OMAINTEC Scientific Journal

Volume 1 Issue 1 Publication Date: April 2020

Machine learning in Maintenance Optimization: Opportunities and Challenges

Download Article

Chi-Guhn Lee

Director, Centre for Maintenance Optimization and Reliability Engineering (C-MORE) Dept of Mechanical and Industrial Engineering, University of Toronto, Canada

Under predictive maintenance scheme, an estimate of the health status of a piece of equipment is carefully computed, and used as the basis of preventive maintenance action before an actual failure. Pre-failure intervention actions are carefully chosen among options such as corrective action, replacement and even planned failure based on health factors [8]. With the advent of Big data and computing technology, the predictive maintenance is in the midst of rapid transformation to take advantage of the recent technological advancement, namely machine learning.

Machine learning methods use statistical techniques to enable algorithms to iteratively improve without explicit programming of models and functions [7]. This flexibility enables exploration into areas with less robust hypotheses where the expected outcome is unknown. Machine learning is a quickly growing area of research.
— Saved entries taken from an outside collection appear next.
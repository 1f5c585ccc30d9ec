//! Store facade.

use crate::collection::Collection;
use crate::config::Config;
use crate::dir::StoreDir;
use crate::error::{CoreError, CoreResult};
use crate::record::Record;
use crate::session::Session;
use labstore_storage::{validate_key, DirBackend, InMemoryBackend, KvBackend};
use parking_lot::{Mutex, RwLock};
use std::collections::BTreeSet;
use std::path::Path;
use std::sync::Arc;
use tracing::debug;

/// State shared between the store and its collection handles.
pub(crate) struct Shared {
    /// The key-value backend, serialized behind one lock.
    backend: Mutex<Box<dyn KvBackend>>,
    /// Store configuration.
    config: Config,
    /// Whether the store is still open.
    closed: RwLock<bool>,
    /// Collection keys claimed by live handles.
    claimed: Mutex<BTreeSet<String>>,
    /// Directory lock holder. None for in-memory stores.
    _dir: Option<StoreDir>,
}

impl Shared {
    pub(crate) fn config(&self) -> &Config {
        &self.config
    }

    pub(crate) fn ensure_open(&self) -> CoreResult<()> {
        if *self.closed.read() {
            return Err(CoreError::StoreClosed);
        }
        Ok(())
    }

    /// Reads the durable value under `key`.
    pub(crate) fn read(&self, key: &str) -> CoreResult<Option<Vec<u8>>> {
        self.ensure_open()?;
        Ok(self.backend.lock().get(key)?)
    }

    /// Overwrites the durable value under `key`.
    pub(crate) fn write(&self, key: &str, value: &[u8]) -> CoreResult<()> {
        self.ensure_open()?;
        let mut backend = self.backend.lock();
        backend.put(key, value)?;
        if self.config.sync_on_write {
            backend.sync()?;
        }
        Ok(())
    }

    /// Removes the durable value under `key`.
    pub(crate) fn delete(&self, key: &str) -> CoreResult<()> {
        self.ensure_open()?;
        let mut backend = self.backend.lock();
        backend.remove(key)?;
        if self.config.sync_on_write {
            backend.sync()?;
        }
        Ok(())
    }

    fn claim(&self, key: &str) -> CoreResult<()> {
        validate_key(key)?;
        let mut claimed = self.claimed.lock();
        if !claimed.insert(key.to_string()) {
            return Err(CoreError::CollectionInUse {
                name: key.to_string(),
            });
        }
        Ok(())
    }
}

/// The main store handle.
///
/// `Store` is the entry point for LabStore. It owns the key-value backend
/// and hands out [`Collection`] and [`Session`] handles, each exclusively
/// bound to one storage key for the life of the store.
///
/// # Opening a store
///
/// ```rust,ignore
/// use labstore_core::Store;
/// use std::path::Path;
///
/// let store = Store::open(Path::new("labstore_data"))?;
/// let labs = store.collection::<Laboratory>("laboratories", seed_laboratories())?;
/// ```
///
/// # In-memory stores
///
/// For tests, use [`Store::open_in_memory`].
pub struct Store {
    shared: Arc<Shared>,
}

impl Store {
    /// Opens a directory-backed store at the given path.
    ///
    /// Acquires an exclusive lock on the directory; a second process (or a
    /// second `Store` in this process) opening the same path gets
    /// [`CoreError::StoreLocked`].
    ///
    /// # Errors
    ///
    /// Returns an error if the directory cannot be created or locked.
    pub fn open(path: &Path) -> CoreResult<Self> {
        Self::open_with_config(path, Config::default())
    }

    /// Opens a directory-backed store with custom configuration.
    ///
    /// # Errors
    ///
    /// Returns an error if the directory cannot be created or locked.
    pub fn open_with_config(path: &Path, config: Config) -> CoreResult<Self> {
        let dir = StoreDir::open(path, config.create_if_missing)?;
        let backend = DirBackend::open(path)?;

        debug!(path = %path.display(), "store opened");

        Ok(Self {
            shared: Arc::new(Shared {
                backend: Mutex::new(Box::new(backend)),
                config,
                closed: RwLock::new(false),
                claimed: Mutex::new(BTreeSet::new()),
                _dir: Some(dir),
            }),
        })
    }

    /// Opens an ephemeral in-memory store.
    ///
    /// # Errors
    ///
    /// Never fails today; returns a result for parity with the other
    /// constructors.
    pub fn open_in_memory() -> CoreResult<Self> {
        Ok(Self::open_with_backend(
            Config::default(),
            Box::new(InMemoryBackend::new()),
        ))
    }

    /// Opens a store over a pre-configured backend.
    ///
    /// This is the lower-level constructor used by tests and tools that
    /// supply their own backend (fault injection, pre-populated state).
    #[must_use]
    pub fn open_with_backend(config: Config, backend: Box<dyn KvBackend>) -> Self {
        Self {
            shared: Arc::new(Shared {
                backend: Mutex::new(backend),
                config,
                closed: RwLock::new(false),
                claimed: Mutex::new(BTreeSet::new()),
                _dir: None,
            }),
        }
    }

    /// Opens the named collection, hydrating it from storage.
    ///
    /// If the key has never been written, the collection is initialized from
    /// `seed` and the seed is written back. Each key can be claimed by at
    /// most one handle per store.
    ///
    /// # Errors
    ///
    /// Returns an error if the store is closed, the key is invalid, or the
    /// key is already claimed. Hydration read/parse failures are not errors;
    /// they surface through [`Collection::hydration`].
    pub fn collection<T: Record>(&self, name: &str, seed: Vec<T>) -> CoreResult<Collection<T>> {
        self.shared.ensure_open()?;
        self.shared.claim(name)?;
        Ok(Collection::open(name, Arc::clone(&self.shared), seed))
    }

    /// Opens the singleton session under the given key.
    ///
    /// # Errors
    ///
    /// Returns an error if the store is closed, the key is invalid, or the
    /// key is already claimed.
    pub fn session<T: Record>(&self, key: &str) -> CoreResult<Session<T>> {
        self.shared.ensure_open()?;
        self.shared.claim(key)?;
        Ok(Session::open(key, Arc::clone(&self.shared)))
    }

    /// Returns all keys currently holding a durable value, sorted.
    ///
    /// # Errors
    ///
    /// Returns an error if the store is closed or the listing fails.
    pub fn keys(&self) -> CoreResult<Vec<String>> {
        self.shared.ensure_open()?;
        Ok(self.shared.backend.lock().keys()?)
    }

    /// Reads the raw durable value under `key`.
    ///
    /// Inspection tooling uses this to look at collections without opening
    /// typed handles.
    ///
    /// # Errors
    ///
    /// Returns an error if the store is closed or the read fails.
    pub fn raw_value(&self, key: &str) -> CoreResult<Option<Vec<u8>>> {
        self.shared.read(key)
    }

    /// Returns whether the store is open.
    #[must_use]
    pub fn is_open(&self) -> bool {
        !*self.shared.closed.read()
    }

    /// Closes the store.
    ///
    /// Syncs the backend and rejects further operations. Collection handles
    /// keep serving in-memory reads but fail all mutations with
    /// [`CoreError::StoreClosed`].
    ///
    /// # Errors
    ///
    /// Returns an error if the final sync fails.
    pub fn close(&self) -> CoreResult<()> {
        self.shared.ensure_open()?;
        self.shared.backend.lock().sync()?;
        *self.shared.closed.write() = true;
        debug!("store closed");
        Ok(())
    }
}
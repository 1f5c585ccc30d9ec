//! The analysis catalog service.

use crate::error::MarketResult;
use crate::model::{Test, TestPack};
use crate::seed;
use labstore_core::{Collection, Store};
use serde_json::Value;

/// Tests and packs offered on the marketplace.
///
/// Owns the `"tests"` and `"packs"` collections. Admins manage the catalog;
/// patients browse it. Pack membership references tests by id and is
/// resolved here, not enforced by the store.
pub struct Catalog {
    tests: Collection<Test>,
    packs: Collection<TestPack>,
}

impl Catalog {
    /// Opens the catalog over the given store, seeding on first load.
    ///
    /// # Errors
    ///
    /// Returns an error if either collection key is invalid or already
    /// claimed.
    pub fn open(store: &Store) -> MarketResult<Self> {
        Ok(Self {
            tests: store.collection("tests", seed::tests())?,
            packs: store.collection("packs", seed::packs())?,
        })
    }

    /// Returns all tests in catalog order.
    #[must_use]
    pub fn tests(&self) -> Vec<Test> {
        self.tests.list()
    }

    /// Returns all packs in catalog order.
    #[must_use]
    pub fn packs(&self) -> Vec<TestPack> {
        self.packs.list()
    }

    /// Returns the test with the given id.
    #[must_use]
    pub fn test_by_id(&self, id: &str) -> Option<Test> {
        self.tests.get(id)
    }

    /// Returns the pack with the given id.
    #[must_use]
    pub fn pack_by_id(&self, id: &str) -> Option<TestPack> {
        self.packs.get(id)
    }

    /// Returns the tests in the given category, in catalog order.
    #[must_use]
    pub fn tests_in_category(&self, category: &str) -> Vec<Test> {
        self.tests.filter(|t| t.category == category)
    }

    /// Adds a test to the catalog.
    ///
    /// # Errors
    ///
    /// Returns an error on duplicate id or failed write.
    pub fn add_test(&self, test: Test) -> MarketResult<()> {
        Ok(self.tests.insert(test)?)
    }

    /// Shallow-merges a field patch into a test.
    ///
    /// # Errors
    ///
    /// Returns an error on a malformed patch or failed write.
    pub fn update_test(&self, id: &str, patch: Value) -> MarketResult<bool> {
        Ok(self.tests.update(id, patch)?)
    }

    /// Removes a test from the catalog.
    ///
    /// Packs referencing it are not rewritten; membership is resolved at
    /// read time and dangling ids simply drop out.
    ///
    /// # Errors
    ///
    /// Returns an error on failed write.
    pub fn remove_test(&self, id: &str) -> MarketResult<bool> {
        Ok(self.tests.remove(id)?)
    }

    /// Adds a pack to the catalog.
    ///
    /// # Errors
    ///
    /// Returns an error on duplicate id or failed write.
    pub fn add_pack(&self, pack: TestPack) -> MarketResult<()> {
        Ok(self.packs.insert(pack)?)
    }

    /// Shallow-merges a field patch into a pack.
    ///
    /// # Errors
    ///
    /// Returns an error on a malformed patch or failed write.
    pub fn update_pack(&self, id: &str, patch: Value) -> MarketResult<bool> {
        Ok(self.packs.update(id, patch)?)
    }

    /// Removes a pack from the catalog.
    ///
    /// # Errors
    ///
    /// Returns an error on failed write.
    pub fn remove_pack(&self, id: &str) -> MarketResult<bool> {
        Ok(self.packs.remove(id)?)
    }

    /// Resolves a pack's member tests, skipping dangling references.
    #[must_use]
    pub fn tests_in_pack(&self, pack_id: &str) -> Vec<Test> {
        let Some(pack) = self.packs.get(pack_id) else {
            return Vec::new();
        };
        pack.tests
            .iter()
            .filter_map(|id| self.tests.get(id))
            .collect()
    }

    /// Sum of a pack's resolved member prices, before the pack discount.
    ///
    /// The pack's own `price` field is what patients pay; this is the
    /// comparison figure the catalog screens show next to it.
    #[must_use]
    pub fn pack_member_total(&self, pack_id: &str) -> f64 {
        self.tests_in_pack(pack_id).iter().map(|t| t.price).sum()
    }
}
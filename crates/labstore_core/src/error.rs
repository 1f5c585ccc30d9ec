//! Error types for LabStore core.

use std::io;
use thiserror::Error;

/// Result type for core operations.
pub type CoreResult<T> = Result<T, CoreError>;

/// Errors that can occur in LabStore core operations.
///
/// Hydration read/parse failures are deliberately *not* represented here:
/// they are absorbed into [`crate::HydrationOutcome::Recovered`] and the
/// collection degrades to its seed data.
#[derive(Debug, Error)]
pub enum CoreError {
    /// Storage backend error.
    #[error("storage error: {0}")]
    Storage(#[from] labstore_storage::StorageError),

    /// JSON encoding or decoding error.
    #[error("codec error: {0}")]
    Codec(#[from] serde_json::Error),

    /// I/O error.
    #[error("I/O error: {0}")]
    Io(#[from] io::Error),

    /// A record with this id already exists in the collection.
    #[error("duplicate record id {id:?} in collection {collection:?}")]
    DuplicateId {
        /// Name of the collection.
        collection: String,
        /// The id that is already present.
        id: String,
    },

    /// The patch cannot be applied to the record.
    #[error("invalid patch: {message}")]
    InvalidPatch {
        /// Description of the problem.
        message: String,
    },

    /// The collection name is already claimed by another handle.
    #[error("collection {name:?} is already open")]
    CollectionInUse {
        /// Name of the collection.
        name: String,
    },

    /// The store directory is locked by another process.
    #[error("store locked: another process has exclusive access")]
    StoreLocked,

    /// The store has been closed.
    #[error("store is closed")]
    StoreClosed,

    /// The store path or layout is not usable.
    #[error("invalid store: {message}")]
    InvalidStore {
        /// Description of the problem.
        message: String,
    },
}

impl CoreError {
    /// Creates a duplicate id error.
    pub fn duplicate_id(collection: impl Into<String>, id: impl Into<String>) -> Self {
        Self::DuplicateId {
            collection: collection.into(),
            id: id.into(),
        }
    }

    /// Creates an invalid patch error.
    pub fn invalid_patch(message: impl Into<String>) -> Self {
        Self::InvalidPatch {
            message: message.into(),
        }
    }

    /// Creates an invalid store error.
    pub fn invalid_store(message: impl Into<String>) -> Self {
        Self::InvalidStore {
            message: message.into(),
        }
    }
}
//! Fault-injecting backend wrapper.

use labstore_storage::{KvBackend, StorageError, StorageResult};
use parking_lot::Mutex;
use std::io;
use std::sync::Arc;

/// Shared switchboard controlling which operations fail.
#[derive(Debug, Default)]
struct Faults {
    fail_reads: bool,
    fail_writes: bool,
}

/// Remote control for a [`FaultBackend`].
///
/// Clone it before handing the backend to a store, then flip failures on
/// and off mid-test.
#[derive(Debug, Clone, Default)]
pub struct FaultSwitch {
    faults: Arc<Mutex<Faults>>,
}

impl FaultSwitch {
    /// Makes every subsequent read fail.
    pub fn fail_reads(&self, on: bool) {
        self.faults.lock().fail_reads = on;
    }

    /// Makes every subsequent write (put/remove) fail.
    pub fn fail_writes(&self, on: bool) {
        self.faults.lock().fail_writes = on;
    }
}

/// A backend wrapper that fails operations on demand.
///
/// Arms the two failure paths the collection layer has to survive:
/// hydration over an unreadable value, and a durable write that rejects a
/// mutation.
///
/// # Example
///
/// ```rust
/// use labstore_core::Store;
/// use labstore_storage::InMemoryBackend;
/// use labstore_testkit::FaultBackend;
///
/// let (backend, switch) = FaultBackend::wrap(InMemoryBackend::new());
/// let store = Store::open_with_backend(Default::default(), Box::new(backend));
///
/// switch.fail_writes(true);
/// // ... mutations now reject, mirrors stay at the prior snapshot
/// ```
pub struct FaultBackend<B> {
    inner: B,
    switch: FaultSwitch,
}

impl<B: KvBackend> FaultBackend<B> {
    /// Wraps a backend, returning it with its control switch.
    pub fn wrap(inner: B) -> (Self, FaultSwitch) {
        let switch = FaultSwitch::default();
        (
            Self {
                inner,
                switch: switch.clone(),
            },
            switch,
        )
    }

    fn injected() -> StorageError {
        StorageError::Io(io::Error::new(io::ErrorKind::Other, "injected fault"))
    }
}

impl<B: KvBackend> KvBackend for FaultBackend<B> {
    fn get(&self, key: &str) -> StorageResult<Option<Vec<u8>>> {
        if self.switch.faults.lock().fail_reads {
            return Err(Self::injected());
        }
        self.inner.get(key)
    }

    fn put(&mut self, key: &str, value: &[u8]) -> StorageResult<()> {
        if self.switch.faults.lock().fail_writes {
            return Err(Self::injected());
        }
        self.inner.put(key, value)
    }

    fn remove(&mut self, key: &str) -> StorageResult<()> {
        if self.switch.faults.lock().fail_writes {
            return Err(Self::injected());
        }
        self.inner.remove(key)
    }

    fn keys(&self) -> StorageResult<Vec<String>> {
        self.inner.keys()
    }

    fn sync(&mut self) -> StorageResult<()> {
        self.inner.sync()
    }
}

#[cfg(test)]
mod tests {
    use super::*;
    use labstore_core::{CoreError, HydrationOutcome, Record, Store};
    use labstore_storage::InMemoryBackend;
    use serde::{Deserialize, Serialize};

    #[derive(Debug, Clone, Serialize, Deserialize)]
    struct Item {
        id: String,
    }

    impl Record for Item {
        fn id(&self) -> &str {
            &self.id
        }
    }

    #[test]
    fn write_fault_rejects_mutation_and_preserves_mirror() {
        let (backend, switch) = FaultBackend::wrap(InMemoryBackend::new());
        let store = Store::open_with_backend(Default::default(), Box::new(backend));
        let items = store
            .collection("tests", vec![Item { id: "t1".into() }])
            .unwrap();

        switch.fail_writes(true);
        let result = items.insert(Item { id: "t2".into() });
        assert!(matches!(result, Err(CoreError::Storage(_))));
        assert_eq!(items.len(), 1);

        switch.fail_writes(false);
        items.insert(Item { id: "t2".into() }).unwrap();
        assert_eq!(items.len(), 2);
    }

    #[test]
    fn read_fault_degrades_hydration_to_seed() {
        let (backend, switch) = FaultBackend::wrap(InMemoryBackend::new());
        let store = Store::open_with_backend(Default::default(), Box::new(backend));

        switch.fail_reads(true);
        let items = store
            .collection("tests", vec![Item { id: "seed".into() }])
            .unwrap();

        assert_eq!(items.hydration(), Some(HydrationOutcome::Recovered));
        assert!(items.contains("seed"));
    }
}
There are three kinds of machine learning methods depending on the availability of data and the nature of output the method is supposed to make. A majority of practical machine learning can be classified as supervised learning. In supervised learning, the algorithm uses data in which the desired output value is known. For example, in a population of generator histories including information on various characteristics of the generator, the variable of interest may be if and when the generator failed. This information would be available as known values in the data, and falls under supervised learning methods. The second type of machine learning is unsupervised learning, in which the desired output value is not known. Unsupervised learning can be quite powerful in that they operate beyond our preconceptions. For example, a fleet of generators may be grouped into categories where the specific characteristics of each group are unknown. The last major type of machine learning is reinforcement learning. In reinforcement learning, an agent performs a particular goal by interacting with the environment that provides feedback. Using this type of algorithms, the agent (or machine) is trained to make specific decisions [7].

In this paper, some enduring algorithms that have been used in many different contexts will be discussed, and applied to a case involving multiple power generating units.

2 Machine Learning Methods #

There are three kinds of machine learning methods depending on the availability of data and the nature of output the method is supposed to make: supervised learning, unsupervised learning and reinforcement learning [8, 10]. In this section we will review the three types in more detail.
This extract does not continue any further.